I fixed a number of small issues with the client side entity movement interpolation. Physics props like dropped items and grenades now show much smoother movement on the client by using the correct physics timestamps. I also fixed an edge case that could cause some visible jitter for a few frames after an entity was instantiated, which affected both physics props and server projectiles like rockets.
Unity's asset management in general, and asset bundles in particular, suck. It's ridiculous that something that should really be supported out of the box without any custom code is still a seemingly unsolved problem as soon as your project exceeds a certain size. The gist of it is that asset bundles only support 4GB (formerly 2GB) of assets, so you have to split your project into multiple bundles. However, the more bundles you use the slower your loading times become and the bigger the overhead. Assigning asset bundles in the editor also has the downside that you end up including assets in the server build even if they aren't needed, which slows down build times and needlessly increases disk usage and update size of the server install.
The only positive news is that in 2018.1 Unity added the option to pass a code generated asset bundle build map to the build method. Using this you can figure out an asset layout that leads to the minimum number of bundles that won't throw cryptic error messages when trying to load them. Since it's code driven you can also use different layouts for client and server builds and therefore exclude assets you don't need from the server build. Once you've gone through the process of writing all that pointless code you end up with a somewhat future proof solution that hopefully prevents artists from accidentally fucking up the entire build because they added a new texture. So, that's where we are now: miserable, but hopeful that nobody has to touch any of this again for a long time.

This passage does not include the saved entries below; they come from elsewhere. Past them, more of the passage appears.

use anyhow::{anyhow, Result};
use chrono::{DateTime, Utc};
use homeward_core::{
    unread::PropertyUnreadCounts, AgentUnreadTree, ClientUnreadCounts, Conversation, Message,
    MessageType, Role,
};
use sqlx::FromRow;
use uuid::Uuid;

use crate::StoragePool;

/// Conversations, messages and the unread aggregates derived from them.
#[derive(Clone)]
pub struct MessagingRepository {
    pool: StoragePool,
}

#[derive(Debug, Clone)]
pub struct NewConversation {
    pub property_id: Uuid,
    pub timeline_id: Uuid,
    pub agent_id: Uuid,
    pub client_id: Uuid,
}

#[derive(Debug, Clone)]
pub struct NewMessage {
    pub message_id: Uuid,
    pub conversation_id: Uuid,
    pub sender_id: Uuid,
    pub sender_type: Role,
    pub content: String,
    pub message_type: MessageType,
}

#[derive(Debug, FromRow)]
struct ConversationRow {
    conversation_id: Uuid,
    property_id: Uuid,
    timeline_id: Uuid,
    agent_id: Uuid,
    client_id: Uuid,
    created_at: DateTime<Utc>,
}

impl From<ConversationRow> for Conversation {
    fn from(row: ConversationRow) -> Self {
        Conversation {
            id: row.conversation_id,
            property_id: row.property_id,
            timeline_id: row.timeline_id,
            agent_id: row.agent_id,
            client_id: row.client_id,
            created_at: row.created_at,
        }
    }
}

#[derive(Debug, FromRow)]
struct MessageRow {
    message_id: Uuid,
    conversation_id: Uuid,
    sender_id: Uuid,
    sender_type: String,
    content: String,
    message_type: String,
    created_at: DateTime<Utc>,
    read_at: Option<DateTime<Utc>>,
}

impl TryFrom<MessageRow> for Message {
    type Error = anyhow::Error;

    fn try_from(row: MessageRow) -> Result<Self> {
        let sender_type = row
            .sender_type
            .parse::<Role>()
            .map_err(|err| anyhow!("message {}: {err}", row.message_id))?;
        Ok(Message {
            id: row.message_id,
            conversation_id: row.conversation_id,
            sender_id: row.sender_id,
            sender_type,
            content: row.content,
            message_type: MessageType::parse(&row.message_type).unwrap_or_default(),
            created_at: row.created_at,
            read_at: row.read_at,
        })
    }
}

const CONVERSATION_COLUMNS: &str =
    "conversation_id, property_id, timeline_id, agent_id, client_id, created_at";
const MESSAGE_COLUMNS: &str =
    "message_id, conversation_id, sender_id, sender_type, content, message_type, created_at, read_at";

impl MessagingRepository {
    pub fn new(pool: StoragePool) -> Self {
        Self { pool }
    }

    pub async fn find_conversation_by_property(
        &self,
        property_id: Uuid,
    ) -> Result<Option<Conversation>> {
        let row = sqlx::query_as::<_, ConversationRow>(&format!(
            "SELECT {CONVERSATION_COLUMNS} FROM conversations WHERE property_id = $1"
        ))
        .bind(property_id)
        .fetch_optional(self.pool.pool())
        .await?;
        Ok(row.map(Conversation::from))
    }

    pub async fn find_conversation(&self, conversation_id: Uuid) -> Result<Option<Conversation>> {
        let row = sqlx::query_as::<_, ConversationRow>(&format!(
            "SELECT {CONVERSATION_COLUMNS} FROM conversations WHERE conversation_id = $1"
        ))
        .bind(conversation_id)
        .fetch_optional(self.pool.pool())
        .await?;
        Ok(row.map(Conversation::from))
    }

    /// Create the property's conversation unless another writer got there first.
    ///
    /// Either way the single stored conversation for the property is returned.
    pub async fn create_conversation(&self, fields: &NewConversation) -> Result<Conversation> {
        sqlx::query(
            r#"
            INSERT INTO conversations (conversation_id, property_id, timeline_id, agent_id, client_id)
            VALUES ($1, $2, $3, $4, $5)
            ON CONFLICT (property_id) DO NOTHING
            "#,
        )
        .bind(Uuid::new_v4())
        .bind(fields.property_id)
        .bind(fields.timeline_id)
        .bind(fields.agent_id)
        .bind(fields.client_id)
        .execute(self.pool.pool())
        .await?;

        self.find_conversation_by_property(fields.property_id)
            .await?
            .ok_or_else(|| anyhow!("conversation for property {} vanished", fields.property_id))
    }

    /// Store a message; replaying the same id returns the original row.
    pub async fn append_message(&self, fields: &NewMessage) -> Result<Message> {
        sqlx::query(
            r#"
            INSERT INTO messages (message_id, conversation_id, sender_id, sender_type, content, message_type)
            VALUES ($1, $2, $3, $4, $5, $6)
            ON CONFLICT (message_id) DO NOTHING
            "#,
        )
        .bind(fields.message_id)
        .bind(fields.conversation_id)
        .bind(fields.sender_id)
        .bind(fields.sender_type.as_str())
        .bind(&fields.content)
        .bind(fields.message_type.as_str())
        .execute(self.pool.pool())
        .await?;

        let row = sqlx::query_as::<_, MessageRow>(&format!(
            "SELECT {MESSAGE_COLUMNS} FROM messages WHERE message_id = $1"
        ))
        .bind(fields.message_id)
        .fetch_one(self.pool.pool())
        .await?;
        Message::try_from(row)
    }

    /// Most recent `limit` messages in chronological order.
    pub async fn conversation_messages(
        &self,
        conversation_id: Uuid,
        limit: i64,
    ) -> Result<Vec<Message>> {
        let rows = sqlx::query_as::<_, MessageRow>(&format!(
            r#"
            SELECT {MESSAGE_COLUMNS}
            FROM messages
            WHERE conversation_id = $1
            ORDER BY created_at DESC, seq DESC
            LIMIT $2
            "#
        ))
        .bind(conversation_id)
        .bind(limit)
        .fetch_all(self.pool.pool())
        .await?;

        rows.into_iter().rev().map(Message::try_from).collect()
    }

    /// Mark messages addressed to `reader` as read, optionally limited to `message_ids`.
    ///
    /// Returns the ids that flipped from unread to read.
    pub async fn mark_read(
        &self,
        conversation_id: Uuid,
        reader: Role,
        message_ids: Option<&[Uuid]>,
    ) -> Result<Vec<Uuid>> {
        let ids = match message_ids {
            Some(ids) => {
                sqlx::query_scalar::<_, Uuid>(
                    r#"
                    UPDATE messages
                    SET read_at = NOW()
                    WHERE conversation_id = $1
                      AND sender_type <> $2
                      AND read_at IS NULL
                      AND message_id = ANY($3)
                    RETURNING message_id
                    "#,
                )
                .bind(conversation_id)
                .bind(reader.as_str())
                .bind(ids)
                .fetch_all(self.pool.pool())
                .await?
            }
            None => {
                sqlx::query_scalar::<_, Uuid>(
                    r#"
                    UPDATE messages
                    SET read_at = NOW()
                    WHERE conversation_id = $1
                      AND sender_type <> $2
                      AND read_at IS NULL
                    RETURNING message_id
                    "#,
                )
                .bind(conversation_id)
                .bind(reader.as_str())
                .fetch_all(self.pool.pool())
                .await?
            }
        };
        Ok(ids)
    }

    pub async fn property_unread_counts(
        &self,
        conversation_id: Uuid,
    ) -> Result<PropertyUnreadCounts> {
        let (agent_unread, client_unread) = sqlx::query_as::<_, (i64, i64)>(
            r#"
            SELECT
                COUNT(*) FILTER (WHERE sender_type = 'client' AND read_at IS NULL),
                COUNT(*) FILTER (WHERE sender_type = 'agent' AND read_at IS NULL)
            FROM messages
            WHERE conversation_id = $1
            "#,
        )
        .bind(conversation_id)
        .fetch_one(self.pool.pool())
        .await?;

        Ok(PropertyUnreadCounts {
            agent_unread_count: agent_unread.max(0) as u64,
            client_unread_count: client_unread.max(0) as u64,
        })
    }

    pub async fn agent_unread_tree(&self, agent_id: Uuid) -> Result<AgentUnreadTree> {
        let rows = sqlx::query_as::<_, (Uuid, Uuid, i64)>(
            r#"
            SELECT c.client_id, c.property_id, COUNT(m.message_id)
            FROM conversations c
            JOIN messages m ON m.conversation_id = c.conversation_id
            WHERE c.agent_id = $1
              AND m.sender_type = 'client'
              AND m.read_at IS NULL
            GROUP BY c.client_id, c.property_id
            "#,
        )
        .bind(agent_id)
        .fetch_all(self.pool.pool())
        .await?;

        Ok(AgentUnreadTree::from_rows(rows.into_iter().map(
            |(client_id, property_id, count)| (client_id, property_id, count.max(0) as u64),
        )))
    }

    pub async fn client_unread_counts(&self, client_id: Uuid) -> Result<ClientUnreadCounts> {
        let rows = sqlx::query_as::<_, (Uuid, i64)>(
            r#"
            SELECT c.property_id, COUNT(m.message_id) FILTER (
                WHERE m.sender_type = 'agent' AND m.read_at IS NULL
            )
            FROM conversations c
            LEFT JOIN messages m ON m.conversation_id = c.conversation_id
            WHERE c.client_id = $1
            GROUP BY c.property_id
            "#,
        )
        .bind(client_id)
        .fetch_all(self.pool.pool())
        .await?;

        Ok(ClientUnreadCounts {
            client_id,
            unread_counts: rows
                .into_iter()
                .map(|(property_id, count)| (property_id, count.max(0) as u64))
                .collect(),
        })
    }
}

#[cfg(test)]
mod tests {
    use super::*;
    use crate::test_support::test_pool;

    #[tokio::test]
    async fn conversation_creation_is_idempotent_when_database_available() -> anyhow::Result<()> {
        let Some(pool) = test_pool("conversation upsert test").await? else {
            return Ok(());
        };
        let repo = MessagingRepository::new(pool.clone());

        let agent_id = Uuid::new_v4();
        let client_id = Uuid::new_v4();
        let timeline_id = Uuid::new_v4();
        let property_id = Uuid::new_v4();
        sqlx::query("INSERT INTO timelines (timeline_id) VALUES ($1)")
            .bind(timeline_id)
            .execute(pool.pool())
            .await?;
        sqlx::query("INSERT INTO properties (property_id, timeline_id) VALUES ($1, $2)")
            .bind(property_id)
            .bind(timeline_id)
            .execute(pool.pool())
            .await?;

        let fields = NewConversation {
            property_id,
            timeline_id,
            agent_id,
            client_id,
        };
        let (first, second) = tokio::join!(
            repo.create_conversation(&fields),
            repo.create_conversation(&fields)
        );
        let (first, second) = (first?, second?);
        assert_eq!(first.id, second.id);

        let message = NewMessage {
            message_id: Uuid::new_v4(),
            conversation_id: first.id,
            sender_id: client_id,
            sender_type: Role::Client,
            content: "Hello".into(),
            message_type: MessageType::Text,
        };
        repo.append_message(&message).await?;
        repo.append_message(&message).await?;

        let history = repo.conversation_messages(first.id, 50).await?;
        assert_eq!(history.len(), 1);

        let counts = repo.property_unread_counts(first.id).await?;
        assert_eq!(counts.agent_unread_count, 1);
        assert_eq!(counts.client_unread_count, 0);

        let tree = repo.agent_unread_tree(agent_id).await?;
        assert_eq!(tree.total_unread, 1);

        let marked = repo.mark_read(first.id, Role::Agent, None).await?;
        assert_eq!(marked, vec![message.message_id]);
        assert_eq!(repo.agent_unread_tree(agent_id).await?.total_unread, 0);

        sqlx::query("DELETE FROM timelines WHERE timeline_id = $1")
            .bind(timeline_id)
            .execute(pool.pool())
            .await?;
        Ok(())
    }

    #[tokio::test]
    async fn history_keeps_arrival_order_for_equal_timestamps() -> anyhow::Result<()> {
        let Some(pool) = test_pool("history tie order test").await? else {
            return Ok(());
        };
        let repo = MessagingRepository::new(pool.clone());
        let timeline_id = Uuid::new_v4();
        let property_id = Uuid::new_v4();
        sqlx::query("INSERT INTO timelines (timeline_id) VALUES ($1)")
            .bind(timeline_id)
            .execute(pool.pool())
            .await?;
        sqlx::query("INSERT INTO properties (property_id, timeline_id) VALUES ($1, $2)")
            .bind(property_id)
            .bind(timeline_id)
            .execute(pool.pool())
            .await?;
        let conversation = repo
            .create_conversation(&NewConversation {
                property_id,
                timeline_id,
                agent_id: Uuid::new_v4(),
                client_id: Uuid::new_v4(),
            })
            .await?;

        let stamp = Utc::now();
        let mut inserted = Vec::new();
        for content in ["first", "second", "third"] {
            let message_id = Uuid::new_v4();
            sqlx::query(
                "INSERT INTO messages (message_id, conversation_id, sender_id, sender_type, content, created_at) \
                 VALUES ($1, $2, $3, 'client', $4, $5)",
            )
            .bind(message_id)
            .bind(conversation.id)
            .bind(conversation.client_id)
            .bind(content)
            .bind(stamp)
            .execute(pool.pool())
            .await?;
            inserted.push(message_id);
        }

        let history = repo.conversation_messages(conversation.id, 2).await?;
        let ids: Vec<Uuid> = history.iter().map(|message| message.id).collect();
        assert_eq!(ids, inserted[1..].to_vec());

        sqlx::query("DELETE FROM timelines WHERE timeline_id = $1")
            .bind(timeline_id)
            .execute(pool.pool())
            .await?;
        Ok(())
    }
}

Recent advancements from the EasyAntiCheat team has enabled us to start manually issuing temporary game bans to players who refuse to play fair. We take a zero-tolerance approach to cheaters and players who repeatedly play with them, ruining the game for others.
Previously we only issued server bans for players who repeatedly played alongside cheaters, we can now extend this punishment across all servers with temporary game bans of up to one year. Expect to see this feature expanded upon in the near future.